# Graphtec CE5000-60 cutting problems



## Printandstitch (Sep 13, 2008)

Hi, I am quite new to the cutting scene & have had the ce5000 for a few weeks & all was well with cutting letters etc until the weekend. I was messing with contour cutting which worked great but now when I come to cut letters/graphics, the size on the screen (for example 170mmx65mm) is cut on the vinyl very small - not the same size as on screen. I have scoured all the instruction manuals & threads on here but am at a loss as to where to go. I am cutting via x3 but when I use the graphtec robo master it still cuts a reduce image.


----------



## DTFuqua (Jun 26, 2008)

Help. I just got mine and can't do anything. I am smart enough to try figuring this thing out with the pen and a roll od auto masking paper to save money but I need to save my sanity and get this thing right . The pen doing the test seems to do great but when sending anything to plot, its small. 
I know I've seen this problem from someone before but can't find it using the search so I thought I'd tag onto this post (hope you don't mind) and try to get where I need to be.


----------



## Printandstitch (Sep 13, 2008)

DTFuqua said:


> Help. I just got mine and can't do anything. I am smart enough to try figuring this thing out with the pen and a roll od auto masking paper to save money but I need to save my sanity and get this thing right . The pen doing the test seems to do great but when sending anything to plot, its small.
> I know I've seen this problem from someone before but can't find it using the search so I thought I'd tag onto this post (hope you don't mind) and try to get where I need to be.

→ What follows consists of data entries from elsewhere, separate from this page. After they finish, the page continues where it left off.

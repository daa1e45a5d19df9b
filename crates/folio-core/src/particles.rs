//! Randomized styling for the decorative background particles.

use crate::constants::{
    PARTICLE_COUNT_DESKTOP, PARTICLE_COUNT_MOBILE, PARTICLE_MOBILE_BREAKPOINT_PX,
};
use rand::Rng;

/// Number of particles to generate for a viewport of the given CSS width.
#[inline]
pub fn particle_count(viewport_width: f64) -> usize {
    if viewport_width < PARTICLE_MOBILE_BREAKPOINT_PX {
        PARTICLE_COUNT_MOBILE
    } else {
        PARTICLE_COUNT_DESKTOP
    }
}

/// Style parameters for one particle. Written once, never mutated.
///
/// Ranges (half-open):
/// - `size_px` 2..6, `left_pct`/`top_pct` 0..100
/// - `hue` 180..240 (cyan to blue), `saturation` 70..100, `lightness` 50..70
/// - `opacity` 0.2..0.7, `duration_sec` 10..30, `delay_sec` 0..5
#[derive(Clone, Debug, PartialEq)]
pub struct ParticleStyle {
    pub size_px: f64,
    pub left_pct: f64,
    pub top_pct: f64,
    pub hue: u32,
    pub saturation: u32,
    pub lightness: u32,
    pub opacity: f64,
    pub duration_sec: f64,
    pub delay_sec: f64,
}

impl ParticleStyle {
    pub fn sample<R: Rng + ?Sized>(rng: &mut R) -> Self {
        Self {
            size_px: rng.gen_range(2.0..6.0),
            left_pct: rng.gen_range(0.0..100.0),
            top_pct: rng.gen_range(0.0..100.0),
            hue: rng.gen_range(180..240),
            saturation: rng.gen_range(70..100),
            lightness: rng.gen_range(50..70),
            opacity: rng.gen_range(0.2..0.7),
            duration_sec: rng.gen_range(10.0..30.0),
            delay_sec: rng.gen_range(0.0..5.0),
        }
    }

    /// Inline `style` attribute value.
    pub fn css_text(&self) -> String {
        format!(
            "position: absolute; \
             width: {size}px; height: {size}px; \
             background-color: hsl({h}, {s}%, {l}%); \
             border-radius: 50%; \
             left: {left}%; top: {top}%; \
             opacity: {opacity}; \
             filter: blur({blur}px); \
             animation: float {dur}s infinite ease-in-out; \
             animation-delay: {delay}s;",
            size = self.size_px,
            h = self.hue,
            s = self.saturation,
            l = self.lightness,
            left = self.left_pct,
            top = self.top_pct,
            opacity = self.opacity,
            blur = self.size_px / 2.0,
            dur = self.duration_sec,
            delay = self.delay_sec,
        )
    }
}

/// The shared `float` keyframes. The intermediate stops drift by a random
/// offset in -10..10 px on each axis.
#[derive(Clone, Debug, PartialEq)]
pub struct FloatKeyframes {
    pub offsets: [[f64; 2]; 3],
}

impl FloatKeyframes {
    const SCALES: [f64; 3] = [1.1, 0.9, 1.05];
    const STOPS: [u32; 3] = [25, 50, 75];

    pub fn sample<R: Rng + ?Sized>(rng: &mut R) -> Self {
        let mut offsets = [[0.0; 2]; 3];
        for o in offsets.iter_mut() {
            o[0] = rng.gen_range(-10.0..10.0);
            o[1] = rng.gen_range(-10.0..10.0);
        }
        Self { offsets }
    }

    pub fn css(&self) -> String {
        let mut out = String::from("@keyframes float {\n");
        out.push_str("    0%, 100% { transform: translate(0, 0) scale(1); }\n");
        for ((stop, [dx, dy]), scale) in Self::STOPS
            .iter()
            .zip(self.offsets.iter())
            .zip(Self::SCALES.iter())
        {
            out.push_str(&format!(
                "    {stop}% {{ transform: translate({dx}px, {dy}px) scale({scale}); }}\n"
            ));
        }
        out.push('}');
        out
    }
}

Hi, not a problem, I seem to have got this sorted to fashion, having spoken to Graphtec in the UK, who were extremely helpfull, I was asked to check the commend setting as this was what was possibly at fault. So straight from work, powered up the cutter, pressed "pause", the next to the "command" option, entered on that, made sure it read "GP-GL" entered & checked that the next setting was 0.100. Mine was 0.025, hence cutting a smaller verson, changed to 0.100 & pressed entered, whey hey back to normal, I did find out that my x3 was a lesser version that does not have a "VBA" so that I should only click on the rocket launcher & hit cut/plot for the cutter to cut, I use file, print, after setting up the cutter in "print setup" but hey it works. Can't afford to splash out on a full x3 version just yet. Hope this helps.


----------